- Guns of Mars, cover by Judith Hunt and Ricardo Villagrán.

Publication information
- Publisher: Comico Comics Lodestone Comics First Comics
- Publication date: 1984–1989
- Main character(s): Evangeline Johnny Six Cardinal Szn

Creative team
- Created by: Chuck Dixon and Judith Hunt
- Written by: Chuck Dixon and Judith Hunt
- Penciller: Judith Hunt
- Inker: Ricardo Villagrán
- Letterer: Ed J. King

= Evangeline (comics) =

Comic book series

Evangeline is a 1980s American comic book co-created and written initially by then-husband and wife team Chuck Dixon and Judith Hunt, with pencils by Hunt and inks by Ricardo Villagrán. Letters were by cartoonist and letterer Ed King of the Star Wars comic strip.

The art for the first few issues of Evangeline was unusual for American comics of the time, in that it was not printed using process color, but instead each page was hand-painted by Hunt and then color separated. This method was introduced by the newly formed independent comic companies and was encouraged by the cheaper printing methods of the 1980s. Cover paintings were also illustrated by Hunt and Villagran.

The title character has been described as "a sexy killer vigilante nun" taking her instructions directly from her mentor, Cardinal Szn, a politically powerful figure in the hierarchy of the Roman Curia/Vatican during the 23rd-century. Co-creator Hunt however would describe her as a skilled but naive feminist character created "to explore the infinite conflict between good and evil and the powerful religions which would be involved in manipulating the politics and economics of the future".

== Publication history ==
A fourteen-page premier story was released for sale in December, 1983, by Comico's Primer #6. The feature was printed in black & white only. This was quickly followed by Evangeline's own title in full color, on sale in January, 1984. An ownership dispute in 1985 led to Evangeline leaving Comico, resulting in a 1986 special from Lodestone Comics that reprinted the two Comico issues with additional pages bridging the stories (an epilogue to Guns of Mars and a prologue to "Dinosaur Farm" from the First Comics series), and then a 12-issue run from 1987 to 1989 published by First Comics.
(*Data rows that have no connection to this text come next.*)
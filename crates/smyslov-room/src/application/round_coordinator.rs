//! Drives one round from prompt to scored results.
//!
//! A round runs in its own task:
//!
//! 1. Under the room lock, pick the prompt, open the round, persist it,
//!    register the round's barrier and send the prompt to every player.
//! 2. Schedule the deadline warning, then wait for the barrier (everyone
//!    ready, or a stop) or the deadline, whichever comes first.
//! 3. Close the window, which cancels a pending warning.
//! 4. Under the room lock again, re-check the room, score, persist and hand
//!    the results to the host for review.
//!
//! A failure aborts only the round; the room stays `playing` and the host
//! can still stop it.

use std::sync::Arc;

use smyslov_core::aggregate::AggregateRoot;
use smyslov_core::error::DomainError;
use smyslov_core::model::{RoomCode, RoomStatus, RoundType};
use smyslov_core::notifier::{Notice, ResultLine};
use smyslov_core::timer::DelayedTask;
use smyslov_scoring::application::prompt_selector::select_prompt;
use smyslov_scoring::domain::scoring::score_round;
use tokio::task::JoinHandle;
use tracing::{error, info, warn};
use uuid::Uuid;

use super::barrier::RoundSignal;
use super::command_handlers::{find_session, load_session, persist};
use super::context::EngineContext;
use super::publisher::{deliver, publish};
use super::registry::ActiveRound;

/// Why a round ended without scores.
#[derive(Debug, Clone, Copy, PartialEq, Eq)]
pub enum AbortReason {
    /// The host stopped the room while answers were collected.
    Stopped,
    /// The room was gone or no longer playing when the window closed.
    RoomClosed,
}

/// How a round ended.
#[derive(Debug, Clone, PartialEq, Eq)]
pub enum RoundOutcome {
    /// The round was scored and awaits the host.
    Scored {
        /// The round.
        round_number: u8,
        /// Per-player results in seat order.
        results: Vec<ResultLine>,
    },
    /// The round ended without scoring.
    Aborted {
        /// The round.
        round_number: u8,
        /// Why.
        reason: AbortReason,
    },
}

/// Handle of a running round task.
pub type RoundTask = JoinHandle<Result<RoundOutcome, DomainError>>;

/// Spawns the next round of `code`. Failures are logged by the task and
/// returned through the handle.
pub(crate) fn spawn_round(ctx: &EngineContext, code: RoomCode, correlation_id: Uuid) -> RoundTask {
    let ctx = ctx.clone();
    tokio::spawn(async move {
        let result = run_round(&ctx, &code, correlation_id).await;
        match &result {
            Ok(RoundOutcome::Scored { round_number, .. }) => {
                info!(room_code = %code, round_number, "round scored");
            }
            Ok(RoundOutcome::Aborted {
                round_number,
                reason,
            }) => {
                warn!(room_code = %code, round_number, ?reason, "round aborted");
            }
            Err(err) => {
                error!(room_code = %code, error = %err, "round failed");
            }
        }
        result
    })
}

async fn run_round(
    ctx: &EngineContext,
    code: &RoomCode,
    correlation_id: Uuid,
) -> Result<RoundOutcome, DomainError> {
    let round = open_round(ctx, code, correlation_id).await?;
    let round_number = round.round_number;
    arm_warning(ctx, code, &round).await;

    let signal = tokio::select! {
        signal = round.barrier.wait() => signal,
        () = ctx.clock.sleep(ctx.settings.round_duration) => {
            round.barrier.release(RoundSignal::Expired);
            round.barrier.signal()
        }
    };
    round.close().await;
    ctx.rounds.remove(code, &round);
    info!(room_code = %code, round_number, ?signal, "answer window closed");

    if signal == RoundSignal::Stopped {
        return Ok(RoundOutcome::Aborted {
            round_number,
            reason: AbortReason::Stopped,
        });
    }
    score(ctx, code, round_number, correlation_id).await
}

async fn open_round(
    ctx: &EngineContext,
    code: &RoomCode,
    correlation_id: Uuid,
) -> Result<Arc<ActiveRound>, DomainError> {
    let _guard = ctx.locks.acquire(code).await;
    let mut session = load_session(ctx.repo.as_ref(), code).await?;
    let round_type = session.next_round_type()?;
    let selected = select_prompt(code, round_type, ctx.repo.as_ref(), ctx.rng.as_ref()).await?;

    let round_number = session.open_round(selected.prompt, correlation_id, ctx.clock.as_ref())?;
    persist(ctx.repo.as_ref(), &session).await?;
    let round = ctx.rounds.open(code.clone(), round_number);

    let events = session.take_uncommitted_events();
    publish(ctx.notifier.as_ref(), &session, &events).await;
    Ok(round)
}

async fn arm_warning(ctx: &EngineContext, code: &RoomCode, round: &Arc<ActiveRound>) {
    let seconds_left = ctx.settings.warning_lead.as_secs();
    let clock = Arc::clone(&ctx.clock);
    let task = {
        let ctx = ctx.clone();
        let code = code.clone();
        let round = Arc::clone(round);
        DelayedTask::schedule(clock, ctx.settings.warning_delay(), async move {
            let sent = round
                .while_open(warn_stragglers(&ctx, &code, &round, seconds_left))
                .await;
            if !sent {
                info!(room_code = %code, "deadline warning skipped");
            }
        })
    };
    round.arm_warning(task).await;
}

/// Warns connected players who are not ready yet, provided the room is still
/// playing the same round. Stops early once the round is released.
async fn warn_stragglers(
    ctx: &EngineContext,
    code: &RoomCode,
    round: &ActiveRound,
    seconds_left: u64,
) {
    let round_number = round.round_number;
    let room = match ctx.repo.get_room(code).await {
        Ok(Some(room)) => room,
        Ok(None) => return,
        Err(err) => {
            warn!(room_code = %code, error = %err, "warning skipped: room unavailable");
            return;
        }
    };
    if room.status != RoomStatus::Playing || room.round_number != round_number {
        return;
    }
    let players = match ctx.repo.list_players(code).await {
        Ok(players) => players,
        Err(err) => {
            warn!(room_code = %code, error = %err, "warning skipped: players unavailable");
            return;
        }
    };

    let notice = Notice::TimeRunningOut { seconds_left };
    let mut warned = 0_usize;
    for player in players.iter().filter(|p| p.connected && !p.is_ready) {
        if !round.barrier.is_open() {
            break;
        }
        deliver(ctx.notifier.as_ref(), player.user_id, &notice).await;
        warned += 1;
    }
    info!(room_code = %code, round_number, warned, "deadline warning sent");
}

async fn score(
    ctx: &EngineContext,
    code: &RoomCode,
    round_number: u8,
    correlation_id: Uuid,
) -> Result<RoundOutcome, DomainError> {
    let aborted = RoundOutcome::Aborted {
        round_number,
        reason: AbortReason::RoomClosed,
    };
    let _guard = ctx.locks.acquire(code).await;
    let Some(mut session) = find_session(ctx.repo.as_ref(), code).await? else {
        return Ok(aborted);
    };
    if session.room.status != RoomStatus::Playing || session.room.round_number != round_number {
        return Ok(aborted);
    }

    let round_type = RoundType::from_round(round_number)?;
    let scores = score_round(round_type, &session.submissions());
    let results = session.record_scores(&scores, correlation_id, ctx.clock.as_ref())?;
    persist(ctx.repo.as_ref(), &session).await?;

    let events = session.take_uncommitted_events();
    publish(ctx.notifier.as_ref(), &session, &events).await;
    Ok(RoundOutcome::Scored {
        round_number,
        results,
    })
}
Hunt co-wrote and illustrated only the first few issues of the First Comics series, leaving to pursue her design and illustration licensing work for HA! Henson Associates and Macmillan Publishing on Raggedy Ann and Andy. In an interview with the Comics Buyer's Guide, Judith Hunt said that (after she left), "the comic [Evangeline] lost its original complexity and feminist standpoint and became just another excuse for depictions of gratuitous sex and violence".

Twenty-one years after ceasing publication, the first three issues of new content were made available at EvangelineTheComic.com, with announced-but-delayed plans to continue with new material which would continue on after issue #3, not following the continuity of the later First Comics issues. The announced writer for the new material was Ben Dixon, Chuck Dixon and Hunt's son, with announced art by Hunt for one story. As of 2016, the site was no longer existing, except for its preservation at the Internet Archive.

== Cultural references ==
The Matthew Sweet album, Girlfriend, featured a song titled "Evangeline", sung from the point of view of character Johnny Six.